**Task goal**
Among the entries below, only the lines starting at the one with "let theta = (b + a) / two;" and ending at the one with "applies += 1;", both included, are to be printed exactly.

**Data shown**

//! Utilities shared by every solver family: polynomial-accelerated operator
//! application, orthogonalization, Rayleigh-quotient evaluation and deflation.

use std::path::Path;
use std::time::{SystemTime, UNIX_EPOCH};

use rand::rngs::StdRng;
use rand::SeedableRng;

use crate::blas;
use crate::error::EigError;
use crate::operator::HermitianOp;
use crate::params::PolyAcc;
use crate::vecio;
use crate::{Diagnostics, EigFloat, EigenOutput};

/// Apply the (optionally Chebyshev-accelerated) operator: `out = T_d(A) in`.
///
/// With no acceleration this is a plain `A * in`. The polynomial maps the
/// damping window `[a_min, a_max]` onto `[-1, 1]` so eigenvalues outside it
/// are amplified relative to those inside. Returns the number of operator
/// applications performed.
pub fn cheby_op<T, M>(
    op: &M,
    poly: Option<&PolyAcc>,
    out: &mut [T],
    input: &[T],
) -> Result<usize, EigError>
where
    T: EigFloat,
    M: HermitianOp<T> + ?Sized,
{
    let poly = match poly {
        None => {
            op.apply(input, out);
            return Ok(1);
        }
        Some(p) => p,
    };

    if poly.degree == 0 {
        return Err(EigError::Config(
            "polynomial acceleration requested with zero degree".to_string(),
        ));
    }

    let two = T::from_f64(2.0).unwrap();
    let a = T::from_f64(poly.a_min).unwrap();
    let b = T::from_f64(poly.a_max).unwrap();

    let delta = (b - a) / two;
    let theta = (b + a) / two;
    let sigma1 = -delta / theta;

    // C_1(x) = x: out = d2*in + d1*(A*in)
    let d1 = sigma1 / delta;
    let d2 = T::one();
    op.apply(input, out);
    blas::axpby(d2, input, d1, out);
    if poly.degree == 1 {
        return Ok(1);
    }

    // Three-term recursion C_{m+1}(x) = 2*x*C_m(x) - C_{m-1}(x), scaled.
    let mut tmp1 = input.to_vec();
    let mut tmp2 = out.to_vec();
    let mut sigma_old = sigma1;

    let mut applies = 1;
    for _ in 2..=poly.degree {
        let sigma = (two / sigma1 - sigma_old).recip();
        let d1 = two * sigma / delta;
        let d2 = -d1 * theta;
        let d3 = -sigma * sigma_old;

        op.apply(&tmp2, out);
        applies += 1;

        // out = d1*(A*tmp2) + d2*tmp2 + d3*tmp1
        blas::scal(d1, out);
        blas::axpy(d2, &tmp2, out);
        blas::axpy(d3, &tmp1, out);

        tmp1.copy_from_slice(&tmp2);
        tmp2.copy_from_slice(out);
        sigma_old = sigma;
    }

    Ok(applies)
}

/// Prepare a starting vector: validate a supplied guess, replace a zero
/// vector by seeded noise, and normalize. A seed of 0 draws one from the
/// clock.
pub(crate) fn prepare_initial_vector<T: EigFloat>(
    v: &mut [T],
    guess: Option<&[T]>,
    random_seed: u64,
) -> Result<(), EigError> {
    if let Some(g) = guess {
        if g.len() != v.len() {
            return Err(EigError::Config(format!(
                "initial guess has length {}, operator dimension is {}",
                g.len(),
                v.len()
            )));
        }
        v.copy_from_slice(g);
    }
    if blas::norm(v) == T::zero() {
        let seed = match random_seed {
            0 => SystemTime::now()
                .duration_since(UNIX_EPOCH)
                .map(|d| d.as_nanos() as u64)
                .unwrap_or(1),
            s => s,
        };
        blas::random_fill(v, &mut StdRng::seed_from_u64(seed));
    }
    blas::normalize(v);
    Ok(())
}

/// Skip the iteration entirely: load a stored vector set and re-evaluate it
/// against the operator. Convergence is judged from the recomputed residuals
/// with the largest loaded eigenvalue standing in for the matrix norm.
pub(crate) fn evaluate_stored_set<T, M>(
    op: &M,
    path: &Path,
    n_conv: usize,
    tol: f64,
) -> Result<EigenOutput<T>, EigError>
where
    T: EigFloat,
    M: HermitianOp<T> + ?Sized,
{
    let vectors: Vec<Vec<T>> = vecio::load_vectors(path, op.size())?;
    if vectors.len() < n_conv {
        return Err(EigError::VecIo(format!(
            "{} holds {} vectors, {} requested",
            path.display(),
            vectors.len(),
            n_conv
        )));
    }

    let mut evals = vec![T::zero(); n_conv];
    let mut resid = vec![T::zero(); n_conv];
    let op_applies = compute_evals(op, &vectors[..n_conv], &mut evals, &mut resid);

    let mat_norm = evals
        .iter()
        .map(|e| e.abs())
        .fold(T::zero(), |a, b| if b > a { b } else { a });
    let tol = T::from_f64(tol).unwrap();
    let converged = resid.iter().all(|r| *r < tol * mat_norm);

    EigenOutput::from_parts(
        evals,
        &vectors[..n_conv],
        resid,
        Diagnostics {
            restarts: 0,
            op_applications: op_applies,
            converged,
        },
    )
}

/// Remove from `r` its projection onto each vector of `vecs`, one inner
/// product and one scaled subtraction at a time.
///
/// Returns the sum of the removed coefficients, a diagnostic only.
pub fn orthogonalize<T: EigFloat>(vecs: &[Vec<T>], r: &mut [T]) -> T {
    let mut sum = T::zero();
    for v in vecs {
        let s = blas::dot(v, r);
        sum += s;
        blas::axpy(-s, v, r);
    }
    sum
}

/// Block form of [`orthogonalize`]: all inner products in one batched
/// reduction, all subtractions in one batched update. Chosen when round-trips
/// to the parallel backend dominate.
pub fn block_orthogonalize<T: EigFloat>(vecs: &[Vec<T>], r: &mut [T]) -> T {
    let mut s = blas::block_dot(vecs, r);
    let mut sum = T::zero();
    for c in s.iter_mut() {
        sum += *c;
        *c = -*c;
    }
    blas::block_axpy(&s, vecs, r);
    sum
}

/// Rayleigh-quotient evaluation of eigenvalue estimates and exact residuals.
///
/// For each vector: `lambda_i = <v_i, A v_i> / <v_i, v_i>` and
/// `residua_i = ||A v_i - lambda_i v_i||`. Returns the operator application
/// count.
pub fn compute_evals<T, M>(op: &M, vecs: &[Vec<T>], evals: &mut [T], residua: &mut [T]) -> usize
where
    T: EigFloat,
    M: HermitianOp<T> + ?Sized,
{
    debug_assert!(evals.len() <= vecs.len());
    let n = op.size();
    let mut r = vec![T::zero(); n];
    for (i, v) in vecs.iter().take(evals.len()).enumerate() {
        op.apply(v, &mut r);
        let lambda = blas::dot(v, &r) / blas::dot(v, v);
        blas::axpy(-lambda, v, &mut r);
        evals[i] = lambda;
        residua[i] = blas::norm(&r);
    }
    evals.len()
}

/// Deflate `vec` against known eigenpairs:
/// `out = sum_i V_i * lambda_i^{-1} * <V_i, vec>`.
///
/// An approximate inverse restricted to the span of the known eigenvectors,
/// used to precondition subsequent linear solves. An empty pair set yields
/// the zero vector.
pub fn deflate<T: EigFloat>(out: &mut [T], vec: &[T], evecs: &[Vec<T>], evals: &[T]) {
    debug_assert_eq!(evecs.len(), evals.len());
    for ov in out.iter_mut() {
        *ov = T::zero();
    }
    if evecs.is_empty() {
        return;
    }
    let mut s = blas::block_dot(evecs, vec);
    for (c, lambda) in s.iter_mut().zip(evals) {
        *c = *c / *lambda;
    }
    blas::block_axpy(&s, evecs, out);
}

#[cfg(test)]
mod tests {
    use super::*;
    use crate::blas::{dot, norm};
    use crate::operator::DiagonalOp;

    fn diag_op(n: usize) -> DiagonalOp<f64> {
        DiagonalOp::new((1..=n).map(|i| i as f64).collect())
    }

    #[test]
    fn no_acceleration_is_plain_apply() {
        let op = diag_op(4);
        let x = vec![1.0, 1.0, 1.0, 1.0];
        let mut y = vec![0.0; 4];
        let applies = cheby_op(&op, None, &mut y, &x).unwrap();
        assert_eq!(applies, 1);
        assert_eq!(y, vec![1.0, 2.0, 3.0, 4.0]);
    }

    #[test]
    fn zero_degree_is_rejected() {
        let op = diag_op(2);
        let poly = PolyAcc {
            degree: 0,
            a_min: 1.0,
            a_max: 2.0,
        };
        let x = vec![1.0, 1.0];
        let mut y = vec![0.0; 2];
        assert!(matches!(
            cheby_op(&op, Some(&poly), &mut y, &x),
            Err(EigError::Config(_))
        ));
    }

    #[test]
    fn degree_one_is_the_bare_linear_map() {
        let op = diag_op(5);
        let poly = PolyAcc {
            degree: 1,
            a_min: 2.0,
            a_max: 6.0,
        };
        let x = vec![1.0, -1.0, 2.0, 0.5, 1.0];
        let mut y = vec![0.0; 5];
        cheby_op(&op, Some(&poly), &mut y, &x).unwrap();

        let delta = (6.0 - 2.0) / 2.0;
        let theta = (6.0 + 2.0) / 2.0;
        let d1 = (-delta / theta) / delta;
        let mut expect = vec![0.0; 5];
        op.apply(&x, &mut expect);
        for (e, xv) in expect.iter_mut().zip(&x) {
            *e = d1 * *e + *xv;
        }
        assert_eq!(y, expect);
    }

    #[test]
    fn high_degree_amplifies_outside_the_window() {
        // Window covers [2, 6]; the eigenvalue 1 sits outside and must be
        // amplified relative to everything inside.
        let op = diag_op(6);
        let poly = PolyAcc {
            degree: 8,
            a_min: 2.0,
            a_max: 6.5,
        };
        let x = vec![1.0; 6];
        let mut y = vec![0.0; 6];
        let applies = cheby_op(&op, Some(&poly), &mut y, &x).unwrap();
        assert_eq!(applies, 8);
        let outside = y[0].abs();
        let inside_max = y[1..]
            .iter()
            .map(|v| v.abs())
            .fold(0.0f64, f64::max);
        assert!(
            outside > 100.0 * inside_max,
            "outside = {outside}, inside max = {inside_max}"
        );
    }

    #[test]
    fn orthogonalize_removes_projections() {
        let e0 = vec![1.0, 0.0, 0.0];
        let e1 = vec![0.0, 1.0, 0.0];
        let basis = vec![e0.clone(), e1.clone()];

        let mut r: Vec<f64> = vec![3.0, -2.0, 5.0];
        let sum = orthogonalize(&basis, &mut r);
        assert!((sum - 1.0).abs() < 1e-14);
        assert!(dot(&e0, &r).abs() < 1e-14);
        assert!(dot(&e1, &r).abs() < 1e-14);
        assert!((r[2] - 5.0).abs() < 1e-14);
    }

    #[test]
    fn block_form_matches_single_vector_form() {
        let basis = vec![vec![1.0, 0.0, 0.0, 0.0], vec![0.0, 1.0, 0.0, 0.0]];
        let mut r1: Vec<f64> = vec![0.25, -0.75, 1.0, 2.0];
        let mut r2 = r1.clone();
        let s1 = orthogonalize(&basis, &mut r1);
        let s2 = block_orthogonalize(&basis, &mut r2);
        assert!((s1 - s2).abs() < 1e-14);
        for (a, b) in r1.iter().zip(&r2) {
            assert!((a - b).abs() < 1e-14);
        }
    }

    #[test]
    fn rayleigh_quotient_on_eigenvectors() {
        let op = diag_op(4);
        let vecs: Vec<Vec<f64>> = (0..4)
            .map(|i| {
                let mut v = vec![0.0; 4];
                v[i] = 1.0;
                v
            })
            .collect();
        let mut evals = vec![0.0; 4];
        let mut residua = vec![0.0; 4];
        compute_evals(&op, &vecs, &mut evals, &mut residua);
        assert_eq!(evals, vec![1.0, 2.0, 3.0, 4.0]);
        assert!(residua.iter().all(|r| *r < 1e-14));
    }

    #[test]
    fn deflate_with_empty_set_is_zero() {
        let mut out = vec![7.0, 7.0, 7.0];
        deflate(&mut out, &[1.0, 2.0, 3.0], &[], &[]);
        assert_eq!(out, vec![0.0, 0.0, 0.0]);
    }

    #[test]
    fn deflate_inverts_on_known_span() {
        // out = V diag(1/lambda) V^T vec; for eigenvectors of diag(2, 5) the
        // action on the span is exact inversion.
        let evecs = vec![vec![1.0, 0.0], vec![0.0, 1.0]];
        let evals = vec![2.0, 5.0];
        let vec = vec![4.0, 10.0];
        let mut out: Vec<f64> = vec![0.0; 2];
        deflate(&mut out, &vec, &evecs, &evals);
        assert!((out[0] - 2.0).abs() < 1e-14);
        assert!((out[1] - 2.0).abs() < 1e-14);
        assert!(norm(&out) > 0.0);
    }
}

**Reply to the task**
    let theta = (b + a) / two;
    let sigma1 = -delta / theta;

    // C_1(x) = x: out = d2*in + d1*(A*in)
    let d1 = sigma1 / delta;
    let d2 = T::one();
    op.apply(input, out);
    blas::axpby(d2, input, d1, out);
    if poly.degree == 1 {
        return Ok(1);
    }

    // Three-term recursion C_{m+1}(x) = 2*x*C_m(x) - C_{m-1}(x), scaled.
    let mut tmp1 = input.to_vec();
    let mut tmp2 = out.to_vec();
    let mut sigma_old = sigma1;

    let mut applies = 1;
    for _ in 2..=poly.degree {
        let sigma = (two / sigma1 - sigma_old).recip();
        let d1 = two * sigma / delta;
        let d2 = -d1 * theta;
        let d3 = -sigma * sigma_old;

        op.apply(&tmp2, out);
        applies += 1;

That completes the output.